During the past 30 years, we have responded to almost 300 stranded cetaceans and have developed a diverse collection of skeletal and tissue samples. On average we respond to about 7 dolphin and 3 whale strandings per year in the tri-county area, although some years we experience an unusual increase in these numbers. 2002 was an exceptionally high year due to a domoic acid event.
DOMOIC ACID TOXICITY
Dr. Charles J. Rennie III
Adjunct Curator of Marine Mammals, Department of Vertebrate Zoology
Domoic acid is the result of an extreme proliferation of marine algae, usually (but not always) of the genus Pseudonitzschia (see below). This compound affects particularly the hippocampus and amygdala in the brain, where it causes both degeneration and scarring (gliosis). It acts like glutamate, the main excitatory neurotransmitter in the brain; an excess of which can cause cell death.
Domoic acid toxicity was first recognized on Prince Edward Island in Canada in 1987, when there was an outbreak of neurological symptoms among humans who had eaten mussels. Four people died, and a number of others suffered severe short-term memory impairment as well as other neuropathies.

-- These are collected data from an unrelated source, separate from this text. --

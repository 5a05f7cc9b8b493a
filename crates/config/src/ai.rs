// AI backend configuration and secrets
//
// The API key for the AI dispatch endpoint is looked up in:
// 1. System keychain (preferred)
// 2. SHEETLINT_AI_KEY environment variable (fallback for CI/headless)
//
// Keys are NEVER stored in settings.json

use std::env;

/// Service name for keychain storage
const KEYCHAIN_SERVICE: &str = "sheetlint";

/// Keychain account holding the AI backend key
const KEYCHAIN_ACCOUNT: &str = "ai/backend";

/// Environment variable fallback
pub const AI_KEY_ENV: &str = "SHEETLINT_AI_KEY";

/// Source of an API key
#[derive(Debug, Clone, Copy, PartialEq, Eq)]
pub enum KeySource {
    /// Key retrieved from system keychain
    Keychain,
    /// Key retrieved from environment variable
    Environment,
    /// No key found
    None,
}

impl KeySource {
    pub fn as_str(&self) -> &'static str {
        match self {
            KeySource::Keychain => "keychain",
            KeySource::Environment => "environment",
            KeySource::None => "none",
        }
    }
}

/// Result of key lookup
#[derive(Debug, Clone)]
pub struct KeyLookup {
    pub key: Option<String>,
    pub source: KeySource,
}

/// Get the AI backend key.
///
/// Checks the system keychain first, then `SHEETLINT_AI_KEY`.
pub fn get_api_key() -> KeyLookup {
    #[cfg(feature = "keychain")]
    {
        if let Ok(entry) = keyring::Entry::new(KEYCHAIN_SERVICE, KEYCHAIN_ACCOUNT) {
            if let Ok(key) = entry.get_password() {
                return KeyLookup {
                    key: Some(key),
                    source: KeySource::Keychain,
                };
            }
        }
    }

    key_from_env(|name| env::var(name).ok())
}

fn key_from_env(lookup: impl Fn(&str) -> Option<String>) -> KeyLookup {
    match lookup(AI_KEY_ENV) {
        Some(key) if !key.is_empty() => KeyLookup {
            key: Some(key),
            source: KeySource::Environment,
        },
        _ => KeyLookup {
            key: None,
            source: KeySource::None,
        },
    }
}

/// Store the AI backend key in the system keychain
#[cfg(feature = "keychain")]
pub fn set_api_key(key: &str) -> Result<(), String> {
    let entry = keyring::Entry::new(KEYCHAIN_SERVICE, KEYCHAIN_ACCOUNT)
        .map_err(|e| format!("Failed to create keychain entry: {}", e))?;

    entry
        .set_password(key)
        .map_err(|e| format!("Failed to store key in keychain: {}", e))
}

#[cfg(not(feature = "keychain"))]
pub fn set_api_key(_key: &str) -> Result<(), String> {
    Err(format!("Keychain support not enabled. Set {} instead.", AI_KEY_ENV))
}

/// Delete the AI backend key from the system keychain
#[cfg(feature = "keychain")]
pub fn delete_api_key() -> Result<(), String> {
    let entry = keyring::Entry::new(KEYCHAIN_SERVICE, KEYCHAIN_ACCOUNT)
        .map_err(|e| format!("Failed to access keychain entry: {}", e))?;

    entry
        .delete_credential()
        .map_err(|e| format!("Failed to delete key from keychain: {}", e))
}

#[cfg(not(feature = "keychain"))]
pub fn delete_api_key() -> Result<(), String> {
    Err("Keychain support not enabled.".to_string())
}

/// Check if keychain support is available
pub fn keychain_available() -> bool {
    #[cfg(feature = "keychain")]
    {
        keyring::Entry::new(KEYCHAIN_SERVICE, "test").is_ok()
    }
    #[cfg(not(feature = "keychain"))]
    {
        false
    }
}

// ============================================================================
// Resolved AI Configuration
// ============================================================================

/// Status of the AI configuration
#[derive(Debug, Clone, Copy, PartialEq, Eq)]
pub enum AiConfigStatus {
    /// No endpoint configured
    Disabled,
    /// Endpoint configured (key optional)
    Ready,
}

impl AiConfigStatus {
    pub fn as_str(&self) -> &'static str {
        match self {
            Self::Disabled => "disabled",
            Self::Ready => "ready",
        }
    }

    pub fn is_ready(&self) -> bool {
        matches!(self, Self::Ready)
    }
}

/// The effective AI configuration, fully resolved from settings and secrets.
#[derive(Debug, Clone)]
pub struct ResolvedAiConfig {
    pub endpoint: Option<String>,
    pub namespace: String,
    pub api_key: Option<String>,
    pub key_source: KeySource,
    pub status: AiConfigStatus,
    /// Human-readable reason if not ready
    pub blocking_reason: Option<String>,
}

impl ResolvedAiConfig {
    pub fn from_settings(settings: &crate::settings::AiSettings) -> Self {
        Self::resolve(settings, get_api_key())
    }

    fn resolve(settings: &crate::settings::AiSettings, lookup: KeyLookup) -> Self {
        let endpoint = settings
            .endpoint
            .as_deref()
            .map(str::trim)
            .filter(|e| !e.is_empty())
            .map(String::from);

        let (status, blocking_reason) = match endpoint {
            Some(_) => (AiConfigStatus::Ready, None),
            None => (
                AiConfigStatus::Disabled,
                Some("No AI endpoint configured. Set ai.endpoint or SHEETLINT_AI_ENDPOINT".to_string()),
            ),
        };

        Self {
            endpoint,
            namespace: settings.namespace.clone(),
            api_key: lookup.key,
            key_source: lookup.source,
            status,
            blocking_reason,
        }
    }
}

/// Diagnostic information about AI configuration
#[derive(Debug)]
pub struct AiDiagnostics {
    pub endpoint: Option<String>,
    pub namespace: String,
    pub status: AiConfigStatus,
    pub key_present: bool,
    pub key_source: KeySource,
    pub keychain_available: bool,
}

impl AiDiagnostics {
    pub fn from_resolved(config: &ResolvedAiConfig) -> Self {
        Self {
            endpoint: config.endpoint.clone(),
            namespace: config.namespace.clone(),
            status: config.status,
            key_present: config.api_key.is_some(),
            key_source: config.key_source,
            keychain_available: keychain_available(),
        }
    }
}

impl std::fmt::Display for AiDiagnostics {
    fn fmt(&self, f: &mut std::fmt::Formatter<'_>) -> std::fmt::Result {
        writeln!(f, "AI Configuration")?;
        writeln!(f, "──────────────────────────────")?;
        writeln!(f, "Status:            {}", self.status.as_str())?;
        writeln!(f, "Endpoint:          {}", self.endpoint.as_deref().unwrap_or("(none)"))?;
        writeln!(f, "Namespace:         {}", self.namespace)?;
        writeln!(f, "Key present:       {}", if self.key_present { "yes" } else { "no" })?;
        writeln!(f, "Key source:        {}", self.key_source.as_str())?;
        writeln!(f, "Keychain:          {}", if self.keychain_available { "yes" } else { "no" })?;
        Ok(())
    }
}
// sheetlint CLI - upload spreadsheets to the linting service, render results,
// and call the AI spreadsheet functions from the shell.

mod analytics;
mod exit_codes;
mod render;
mod util;

use std::io::{self, IsTerminal, Write};
use std::path::PathBuf;
use std::process::ExitCode;

use clap::{Parser, Subcommand};
use tracing_subscriber::filter::Directive;
use tracing_subscriber::EnvFilter;

use sheetlint_client::{AiDispatcher, LintClient, Workbench};
use sheetlint_config::ai::{self, AiDiagnostics, ResolvedAiConfig};
use sheetlint_config::{Settings, StartupConfig};
use sheetlint_core::FileTask;

use analytics::{Analytics, ANALYTICS_TARGET};
use exit_codes::{
    ai_exit_code, EXIT_AI_KEYCHAIN_ERR, EXIT_ERROR, EXIT_LINT_CLIENT, EXIT_LINT_FAILED,
    EXIT_SUCCESS, EXIT_USAGE,
};
use render::RenderOptions;

#[derive(Parser)]
#[command(name = "sheetlint")]
#[command(about = "Lint spreadsheets with the sheet linter service")]
#[command(long_version = long_version())]
#[command(version)]
#[command(subcommand_required = false)]
struct Cli {
    /// Verbose logging (info level; RUST_LOG overrides)
    #[arg(long, short = 'v', global = true)]
    verbose: bool,

    #[command(subcommand)]
    command: Option<Commands>,
}

#[derive(Subcommand)]
enum Commands {
    /// Upload spreadsheets for linting and print the results
    #[command(after_help = "\
Exit code 20 means at least one file could not be linted; results for the
other files are still printed.

Examples:
  sheetlint lint budget.xlsx
  sheetlint lint reports/*.xlsx --json | jq '.outcomes[].status'
  sheetlint lint budget.xlsx --debug
  sheetlint lint --url https://docs.google.com/spreadsheets/d/abc --auth-payload @token.json
  sheetlint lint *.xlsx --api-base https://lint.example.com --max-in-flight 4")]
    Lint {
        /// Spreadsheet files to upload (sorted before dispatch)
        files: Vec<PathBuf>,

        /// Remote spreadsheet URL (e.g. from a Drive picker)
        #[arg(long, requires = "auth_payload")]
        url: Option<String>,

        /// Authorization payload for --url: inline JSON, or @path to a JSON file
        #[arg(long, requires = "url")]
        auth_payload: Option<String>,

        /// Display name for --url (defaults to the URL)
        #[arg(long, requires = "url")]
        name: Option<String>,

        /// Lint service origin (overrides settings and SHEETLINT_API_BASE)
        #[arg(long)]
        api_base: Option<String>,

        /// Upper bound on concurrent uploads (default: all at once)
        #[arg(long, env = "SHEETLINT_MAX_IN_FLIGHT")]
        max_in_flight: Option<usize>,

        /// Output JSON instead of text
        #[arg(long)]
        json: bool,

        /// Show the prompt sent to the model
        #[arg(long)]
        include_prompt: bool,

        /// Show prompt, raw response and token counts
        #[arg(long)]
        debug: bool,

        /// Suppress progress notes on stderr
        #[arg(long, short = 'q')]
        quiet: bool,
    },

    /// AI spreadsheet functions and configuration
    Ai {
        #[command(subcommand)]
        command: AiCommands,
    },

    /// Settings file helpers
    Config {
        #[command(subcommand)]
        command: ConfigCommands,
    },
}

#[derive(Subcommand)]
enum AiCommands {
    /// AI_Value(query, ...cells): look up a single value
    Value {
        query: String,
        /// Cell values; JSON literals are passed as JSON, anything else as text
        cells: Vec<String>,
    },

    /// AI_List(query, count): generate a list
    List {
        query: String,
        #[arg(long)]
        count: Option<u32>,
    },

    /// AI_Table(query, headers, count): generate a table
    Table {
        query: String,
        /// Column headers (comma-separated)
        #[arg(long, value_delimiter = ',')]
        headers: Vec<String>,
        #[arg(long)]
        count: Option<u32>,
    },

    /// Check AI configuration
    Doctor {
        /// Output as JSON for machine parsing
        #[arg(long)]
        json: bool,
    },

    /// Store the AI backend key in the system keychain (reads stdin if --key is omitted)
    SetKey {
        #[arg(long)]
        key: Option<String>,
    },

    /// Remove the AI backend key from the system keychain
    DeleteKey,
}

#[derive(Subcommand)]
enum ConfigCommands {
    /// Print the settings file path
    Path,
    /// Print the effective settings (file + environment) as JSON
    Show,
}

fn long_version() -> &'static str {
    concat!(
        env!("CARGO_PKG_VERSION"),
        " (", env!("GIT_COMMIT_HASH"), ")",
        "\nbuild:   ", env!("BUILD_PROFILE"),
        "\ntarget:  ", env!("TARGET"),
        "\nendpoint: /api/sheet_linter?format=json",
    )
}

fn main() -> ExitCode {
    let cli = Cli::parse();
    init_logging(cli.verbose);

    // Resolved once; everything below receives it explicitly
    let settings = Settings::load().with_env_overrides(|name| std::env::var(name).ok());
    let (include_prompt, debug) = match &cli.command {
        Some(Commands::Lint { include_prompt, debug, .. }) => (*include_prompt, *debug),
        _ => (false, false),
    };
    let startup = StartupConfig::from_env(&settings, include_prompt, debug);
    let analytics = Analytics::new(&startup);

    let result = match cli.command {
        None => {
            eprintln!("Usage: sheetlint <command> [options]");
            eprintln!("       sheetlint --help for more information");
            Ok(())
        }
        Some(Commands::Lint {
            files,
            url,
            auth_payload,
            name,
            api_base,
            max_in_flight,
            json,
            include_prompt: _,
            debug: _,
            quiet,
        }) => {
            let args = LintArgs { files, url, auth_payload, name, api_base, max_in_flight, json, quiet };
            cmd_lint(args, settings, &startup, &analytics)
        }
        Some(Commands::Ai { command }) => match command {
            AiCommands::Value { query, cells } => {
                let cells = cells.iter().map(|c| parse_cell_arg(c)).collect();
                cmd_ai_call(&settings, &analytics, "value", |d| d.ai_value(&query, cells))
            }
            AiCommands::List { query, count } => {
                cmd_ai_call(&settings, &analytics, "list", |d| d.ai_list(&query, count))
            }
            AiCommands::Table { query, headers, count } => {
                let headers = serde_json::Value::from(headers);
                cmd_ai_call(&settings, &analytics, "table", |d| d.ai_table(&query, headers, count))
            }
            AiCommands::Doctor { json } => cmd_ai_doctor(&settings, json),
            AiCommands::SetKey { key } => cmd_ai_set_key(key),
            AiCommands::DeleteKey => cmd_ai_delete_key(),
        },
        Some(Commands::Config { command }) => match command {
            ConfigCommands::Path => {
                println!("{}", Settings::config_path_display());
                Ok(())
            }
            ConfigCommands::Show => cmd_config_show(&settings),
        },
    };

    match result {
        Ok(()) => ExitCode::from(EXIT_SUCCESS),
        Err(CliError { code, message, hint }) => {
            if !message.is_empty() {
                eprintln!("error: {}", message);
            }
            if let Some(hint) = hint {
                eprintln!("hint:  {}", hint);
            }
            ExitCode::from(code)
        }
    }
}

/// Analytics events are always let through; `Analytics` itself decides
/// whether any are emitted.
fn init_logging(verbose: bool) {
    let default_level = if verbose { "info" } else { "warn" };
    let mut filter = EnvFilter::try_from_default_env()
        .unwrap_or_else(|_| EnvFilter::new(default_level));
    if let Ok(directive) = format!("{}=info", ANALYTICS_TARGET).parse::<Directive>() {
        filter = filter.add_directive(directive);
    }

    tracing_subscriber::fmt()
        .with_env_filter(filter)
        .with_target(false)
        .with_writer(io::stderr)
        .init();
}

#[derive(Debug)]
pub struct CliError {
    pub code: u8,
    pub message: String,
    pub hint: Option<String>,
}

impl CliError {
    pub fn new(code: u8, msg: impl Into<String>) -> Self {
        Self { code, message: msg.into(), hint: None }
    }

    pub fn args(msg: impl Into<String>) -> Self {
        Self::new(EXIT_USAGE, msg)
    }

    pub fn io(msg: impl Into<String>) -> Self {
        Self::new(EXIT_ERROR, msg)
    }

    /// Add a hint to an existing error.
    pub fn with_hint(mut self, hint: impl Into<String>) -> Self {
        self.hint = Some(hint.into());
        self
    }
}

// ============================================================================
// lint
// ============================================================================

struct LintArgs {
    files: Vec<PathBuf>,
    url: Option<String>,
    auth_payload: Option<String>,
    name: Option<String>,
    api_base: Option<String>,
    max_in_flight: Option<usize>,
    json: bool,
    quiet: bool,
}

fn cmd_lint(
    args: LintArgs,
    mut settings: Settings,
    startup: &StartupConfig,
    analytics: &Analytics,
) -> Result<(), CliError> {
    if let Some(base) = args.api_base {
        settings.lint.api_base = base;
    }
    if args.max_in_flight.is_some() {
        settings.lint.max_in_flight = args.max_in_flight;
    }

    let mut tasks: Vec<FileTask> = args.files.into_iter().map(FileTask::from_path).collect();
    if let Some(url) = args.url {
        let raw = args.auth_payload.unwrap_or_default();
        let payload = parse_auth_payload(&raw)?;
        let name = args.name.unwrap_or_else(|| url.clone());
        tasks.push(FileTask::remote(name, url, payload));
    }

    let client = LintClient::from_settings(&settings)
        .map_err(|e| CliError::new(EXIT_LINT_CLIENT, e.to_string()))?;

    let mut bench = Workbench::new();
    let added = bench.drop_tasks(&client, tasks);
    if added == 0 {
        if !args.quiet {
            eprintln!("note: nothing to lint (no files given)");
        }
        return Ok(());
    }
    if !args.quiet {
        eprintln!(
            "Linted {} ({} file(s)) via {}",
            bench.title().unwrap_or_default(),
            added,
            client.endpoint_url()
        );
    }

    let failed = bench.results().failure_count();

    analytics.track(
        "batch_linted",
        serde_json::json!({ "files": added, "failed": failed }),
    );

    let opts = RenderOptions { show_diagnostics: startup.show_diagnostics };
    let stdout = io::stdout();
    let mut handle = stdout.lock();
    if args.json {
        let report = render::render_json(bench.outcomes(), &opts);
        let text = serde_json::to_string_pretty(&report)
            .map_err(|e| CliError::io(e.to_string()))?;
        writeln!(handle, "{}", text).map_err(|e| CliError::io(e.to_string()))?;
    } else {
        write!(handle, "{}", render::render_text(bench.outcomes(), &opts))
            .map_err(|e| CliError::io(e.to_string()))?;
    }

    if failed > 0 {
        // Results are already printed; only the exit code carries the failure
        return Err(CliError::new(
            EXIT_LINT_FAILED,
            format!("{} of {} file(s) could not be linted", failed, added),
        ));
    }
    Ok(())
}

/// Parse `--auth-payload`: inline JSON, or `@path` to a JSON file.
fn parse_auth_payload(raw: &str) -> Result<serde_json::Value, CliError> {
    let (source, text) = match raw.strip_prefix('@') {
        Some(path) => {
            let text = std::fs::read_to_string(path)
                .map_err(|e| CliError::args(format!("cannot read auth payload {}: {}", path, e)))?;
            (path.to_string(), text)
        }
        None => ("--auth-payload".to_string(), raw.to_string()),
    };

    serde_json::from_str(&text).map_err(|e| {
        CliError::args(format!("{} is not valid JSON: {}", source, e))
            .with_hint("pass the picker's authorization object, e.g. '{\"access_token\":\"...\"}'")
    })
}

/// Cell argument for AI_Value: JSON literal if it parses, text otherwise.
fn parse_cell_arg(raw: &str) -> serde_json::Value {
    serde_json::from_str(raw).unwrap_or_else(|_| serde_json::Value::String(raw.to_string()))
}

// ============================================================================
// ai
// ============================================================================

fn cmd_ai_call(
    settings: &Settings,
    analytics: &Analytics,
    method: &str,
    call: impl FnOnce(&AiDispatcher) -> Result<serde_json::Value, sheetlint_client::AiError>,
) -> Result<(), CliError> {
    let config = ResolvedAiConfig::from_settings(&settings.ai);
    let dispatcher = AiDispatcher::from_config(&config).map_err(|e| {
        CliError::new(ai_exit_code(&e), e.to_string())
            .with_hint("set ai.endpoint in settings.json or SHEETLINT_AI_ENDPOINT")
    })?;

    let result = call(&dispatcher);
    analytics.track(
        "ai_call",
        serde_json::json!({ "method": dispatcher.method_name(method), "ok": result.is_ok() }),
    );

    let value = result.map_err(|e| CliError::new(ai_exit_code(&e), e.to_string()))?;
    let text = serde_json::to_string_pretty(&value).map_err(|e| CliError::io(e.to_string()))?;
    println!("{}", text);
    Ok(())
}

fn cmd_ai_doctor(settings: &Settings, json: bool) -> Result<(), CliError> {
    let config = ResolvedAiConfig::from_settings(&settings.ai);
    let diag = AiDiagnostics::from_resolved(&config);

    if json {
        let report = serde_json::json!({
            "schema_version": 1,
            "status": diag.status.as_str(),
            "blocking_reason": config.blocking_reason,
            "endpoint": diag.endpoint,
            "namespace": diag.namespace,
            "key": if diag.key_present { "present" } else { "missing" },
            "key_source": diag.key_source.as_str(),
            "keychain": if diag.keychain_available { "ok" } else { "unavailable" },
        });
        let text = serde_json::to_string_pretty(&report).map_err(|e| CliError::io(e.to_string()))?;
        println!("{}", text);
    } else {
        print!("{}", diag);
        if let Some(reason) = &config.blocking_reason {
            println!();
            println!("{}", reason);
            println!("  Settings file: {}", Settings::config_path_display());
        }
    }
    Ok(())
}

fn cmd_ai_set_key(key: Option<String>) -> Result<(), CliError> {
    let key = match key {
        Some(k) => k,
        None => {
            if io::stdin().is_terminal() {
                eprint!("AI backend key: ");
                io::stderr().flush().ok();
            }
            let mut buf = String::new();
            io::stdin()
                .read_line(&mut buf)
                .map_err(|e| CliError::io(e.to_string()))?;
            buf
        }
    };

    let key = key.trim();
    if key.is_empty() {
        return Err(CliError::args("No key provided").with_hint(format!("pass --key or set {}", ai::AI_KEY_ENV)));
    }

    ai::set_api_key(key).map_err(|e| CliError::new(EXIT_AI_KEYCHAIN_ERR, e))?;
    eprintln!("Stored AI backend key in system keychain");
    Ok(())
}

fn cmd_ai_delete_key() -> Result<(), CliError> {
    ai::delete_api_key().map_err(|e| CliError::new(EXIT_AI_KEYCHAIN_ERR, e))?;
    eprintln!("Removed AI backend key from system keychain");
    Ok(())
}

// ============================================================================
// config
// ============================================================================

fn cmd_config_show(settings: &Settings) -> Result<(), CliError> {
    let text = serde_json::to_string_pretty(settings).map_err(|e| CliError::io(e.to_string()))?;
    println!("{}", text);
    Ok(())
}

Domoic acid toxicity has been postulated as a cause of mortality in marine birds, although major die-offs have not been well enough investigated to confirm it as the definitive cause.
Domoic acid was first pinpointed as a problem in marine mammals in 1998, when many California sea lions (Zalophus californianus) died along the Central California coast. Seizures were the most common symptom, although abnormal scratching, head-bobbing, and ataxic ("drunken") movements were also seen. High levels of domoic acid were documented in anchovies, but not in local shellfish. Domoic acid toxicity may be responsible for multiple previous die-offs of pinnipeds, although studies were not sufficient to pinpoint it as the definitive cause.
In the current die-off of common dolphins (Delphinus sp.), domoic acid toxicity was first postulated by colleagues in Northern California and at the Los Angeles Museum of Natural History. Most of the affected dolphins appear to have been in otherwise excellent health: most were young otherwise healthy looking males, with few parasites. Tissue samples have been collected, as well as blood, urine, and feces, wherever possible. Several animals have tested positive for domoic acid in various fluids and tissues. The deaths are continuing. What is now needed is more information about the current Pseudonitzschia bloom and domoic acid levels in species preyed upon by marine mammals for food. Close monitoring of local shellfish and fish caught for human consumption is also needed; there may be some risk to humans here!